• **Supplied data**:
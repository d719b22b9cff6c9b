//! Wire types for Orchestrator entities.
//!
//! Orchestrator serializes entities in PascalCase. Commonly used fields are
//! modelled; everything else is kept in each struct's flattened `extra` map
//! so nothing is lost when a value is read and written back.

use std::collections::HashMap;

use serde_json::Value;

mod admin;
mod asset;
mod folder;
mod job;
mod machine;
mod package;
mod queue;
mod robot;
mod schedule;
mod webhook;

pub use admin::{
    Alert, AuditLog, CountStat, Environment, MaintenancePhase, Setting, Task, TaskForm, User,
};
pub use asset::{Asset, AssetValueScope, AssetValueType, NewAsset, RobotAsset};
pub use folder::{Folder, NewFolder};
pub use job::{Job, JobState, StartInfo, StartStrategy, StopStrategy};
pub use machine::Machine;
pub use package::{Package, PackageArguments, Release};
pub use queue::{
    BulkAddResult, BulkCommitType, ExceptionType, ProcessingException, QueueDefinition, QueueItem,
    QueueItemData, QueueItemPriority, QueueItemStatus, TransactionResult,
};
pub use robot::{Robot, Session};
pub use schedule::{NewSchedule, ProcessSchedule};
pub use webhook::{NewWebhook, Webhook, WebhookEvent, WebhookEventSubscription, WebhookEventType};

/// Fields present on the wire but not modelled explicitly.
pub type Extra = HashMap<String, Value>;
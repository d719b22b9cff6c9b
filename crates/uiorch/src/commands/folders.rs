//! Folder command handlers.

use tabled::Tabled;

use uiorch_api::models::Folder;
use uiorch_api::{Filter, OrchestratorClient};

use crate::cli::{FoldersArgs, FoldersCommand, GlobalOpts};
use crate::error::CliError;
use crate::output;

use super::util;

const FOLDERS: &str = "odata/Folders";

#[derive(Tabled)]
struct FolderRow {
    #[tabled(rename = "ID")]
    id: i64,
    #[tabled(rename = "Name")]
    name: String,
    #[tabled(rename = "Path")]
    path: String,
    #[tabled(rename = "Type")]
    provision: String,
}

impl From<&Folder> for FolderRow {
    fn from(f: &Folder) -> Self {
        Self {
            id: f.id,
            name: f.display_name.clone(),
            path: util::or_dash(f.fully_qualified_name.as_deref()),
            provision: util::or_dash(f.provision_type.as_deref()),
        }
    }
}

pub async fn handle(
    client: &OrchestratorClient,
    args: FoldersArgs,
    global: &GlobalOpts,
) -> Result<(), CliError> {
    // Folders are tenant-level; a folder header would only narrow the view.
    let client = client.without_folder();

    match args.command {
        FoldersCommand::List(list) => {
            let query = util::list_query(&list, Filter::new(), Some("FullyQualifiedName"));
            let folders: Vec<Folder> = if list.all {
                util::fetch_all(&client, FOLDERS, &query).await?
            } else {
                client.folders().list(&query).await?.value
            };
            let out = output::render_list(
                &global.output,
                &folders,
                |f| FolderRow::from(f),
                |f| {
                    f.fully_qualified_name
                        .clone()
                        .unwrap_or_else(|| f.display_name.clone())
                },
            )?;
            output::print_output(&out, global.quiet);
            Ok(())
        }
    }
}
use serde::{Deserialize, Serialize};
use uuid::Uuid;

use super::Extra;

/// A package in the processes or libraries feed.
#[derive(Debug, Clone, PartialEq, Serialize, Deserialize)]
#[serde(rename_all = "PascalCase")]
pub struct Package {
    /// Package identifier, e.g. `Invoices`.
    pub id: String,
    /// `{Id}:{Version}`, used by download and delete.
    pub key: Option<String>,
    pub title: Option<String>,
    pub version: Option<String>,
    pub description: Option<String>,
    pub published: Option<String>,
    pub is_latest_version: Option<bool>,
    pub is_active: Option<bool>,
    pub authors: Option<String>,
    pub release_notes: Option<String>,
    pub tags: Option<String>,
    #[serde(flatten)]
    pub extra: Extra,
}

/// Declared input and output arguments of a package entry point.
#[derive(Debug, Clone, Default, PartialEq, Serialize, Deserialize)]
#[serde(rename_all = "PascalCase")]
pub struct PackageArguments {
    /// JSON-encoded argument list.
    pub input: Option<String>,
    pub output: Option<String>,
    #[serde(flatten)]
    pub extra: Extra,
}

/// A process deployed into a folder at a given package version.
#[derive(Debug, Clone, PartialEq, Serialize, Deserialize)]
#[serde(rename_all = "PascalCase")]
pub struct Release {
    pub id: i64,
    pub key: Option<Uuid>,
    pub name: Option<String>,
    pub process_key: Option<String>,
    pub process_version: Option<String>,
    pub is_latest_version: Option<bool>,
    pub is_process_deleted: Option<bool>,
    pub description: Option<String>,
    pub environment_id: Option<i64>,
    pub environment_name: Option<String>,
    pub entry_point_path: Option<String>,
    pub input_arguments: Option<String>,
    pub process_type: Option<String>,
    pub organization_unit_id: Option<i64>,
    pub organization_unit_fully_qualified_name: Option<String>,
    #[serde(flatten)]
    pub extra: Extra,
}
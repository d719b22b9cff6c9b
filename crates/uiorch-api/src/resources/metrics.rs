// System metrics endpoints
//
// Loosely typed: the metric set depends on the Orchestrator version.

use serde_json::Value;

use super::push_opt;
use crate::client::OrchestratorClient;
use crate::error::Error;

#[derive(Debug, Clone, Copy)]
pub struct Metrics<'a> {
    client: &'a OrchestratorClient,
}

impl OrchestratorClient {
    pub fn metrics(&self) -> Metrics<'_> {
        Metrics { client: self }
    }
}

impl Metrics<'_> {
    /// `GET api/Metrics`
    pub async fn get(
        &self,
        category: Option<&str>,
        from: Option<&str>,
        to: Option<&str>,
    ) -> Result<Value, Error> {
        let mut params = Vec::new();
        push_opt(&mut params, "category", category);
        push_opt(&mut params, "from", from);
        push_opt(&mut params, "to", to);
        self.client.get_with_params("api/Metrics", &params).await
    }

    /// `GET api/Metrics/Performance`
    pub async fn performance(&self) -> Result<Value, Error> {
        self.client.get("api/Metrics/Performance").await
    }

    /// `GET api/Metrics/Resources`
    pub async fn resources(&self) -> Result<Value, Error> {
        self.client.get("api/Metrics/Resources").await
    }
}
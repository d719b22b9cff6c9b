// Alert endpoints

use serde_json::{Value, json};
use tracing::debug;

use crate::client::OrchestratorClient;
use crate::error::Error;
use crate::models::Alert;
use crate::odata::{Filter, ODataList, ODataQuery};

const ALERTS: &str = "odata/Alerts";

#[derive(Debug, Clone, Copy)]
pub struct Alerts<'a> {
    client: &'a OrchestratorClient,
}

impl OrchestratorClient {
    pub fn alerts(&self) -> Alerts<'_> {
        Alerts { client: self }
    }
}

impl Alerts<'_> {
    /// Alerts, optionally narrowed by severity, status, and creation time.
    ///
    /// `from` is an ISO-8601 timestamp compared with `CreationTime gt`.
    ///
    /// `GET odata/Alerts`
    pub async fn list(
        &self,
        severity: Option<&str>,
        status: Option<&str>,
        from: Option<&str>,
    ) -> Result<ODataList<Alert>, Error> {
        let mut filter = Filter::new()
            .eq_str_opt("Severity", severity)
            .eq_str_opt("Status", status);
        if let Some(from) = from {
            filter = filter.gt("CreationTime", from);
        }
        debug!(?severity, ?status, "listing alerts");
        self.client
            .get_list(ALERTS, &ODataQuery::from(filter))
            .await
    }

    /// `GET odata/Alerts({id})`
    pub async fn get(&self, id: i64) -> Result<Alert, Error> {
        self.client.get(&format!("{ALERTS}({id})")).await
    }

    /// `POST odata/Alerts({id})/UiPath.Server.Configuration.OData.Acknowledge`
    pub async fn acknowledge(&self, id: i64, notes: Option<&str>) -> Result<(), Error> {
        debug!(id, "acknowledging alert");
        let body = notes.map_or_else(|| json!({}), |n| json!({ "notes": n }));
        self.client
            .post_no_response(
                &format!("{ALERTS}({id})/UiPath.Server.Configuration.OData.Acknowledge"),
                &body,
            )
            .await
    }

    /// `POST odata/Alerts({id})/UiPath.Server.Configuration.OData.Resolve`
    pub async fn resolve(&self, id: i64, resolution: Option<&str>) -> Result<(), Error> {
        debug!(id, "resolving alert");
        let body: Value = resolution.map_or_else(|| json!({}), |r| json!({ "resolution": r }));
        self.client
            .post_no_response(
                &format!("{ALERTS}({id})/UiPath.Server.Configuration.OData.Resolve"),
                &body,
            )
            .await
    }
}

• **About this task**: What lines above hold the word "params"? List them all.

• **Written solution**:
        let mut params = Vec::new();
        push_opt(&mut params, "category", category);
        push_opt(&mut params, "from", from);
        push_opt(&mut params, "to", to);
        self.client.get_with_params("api/Metrics", &params).await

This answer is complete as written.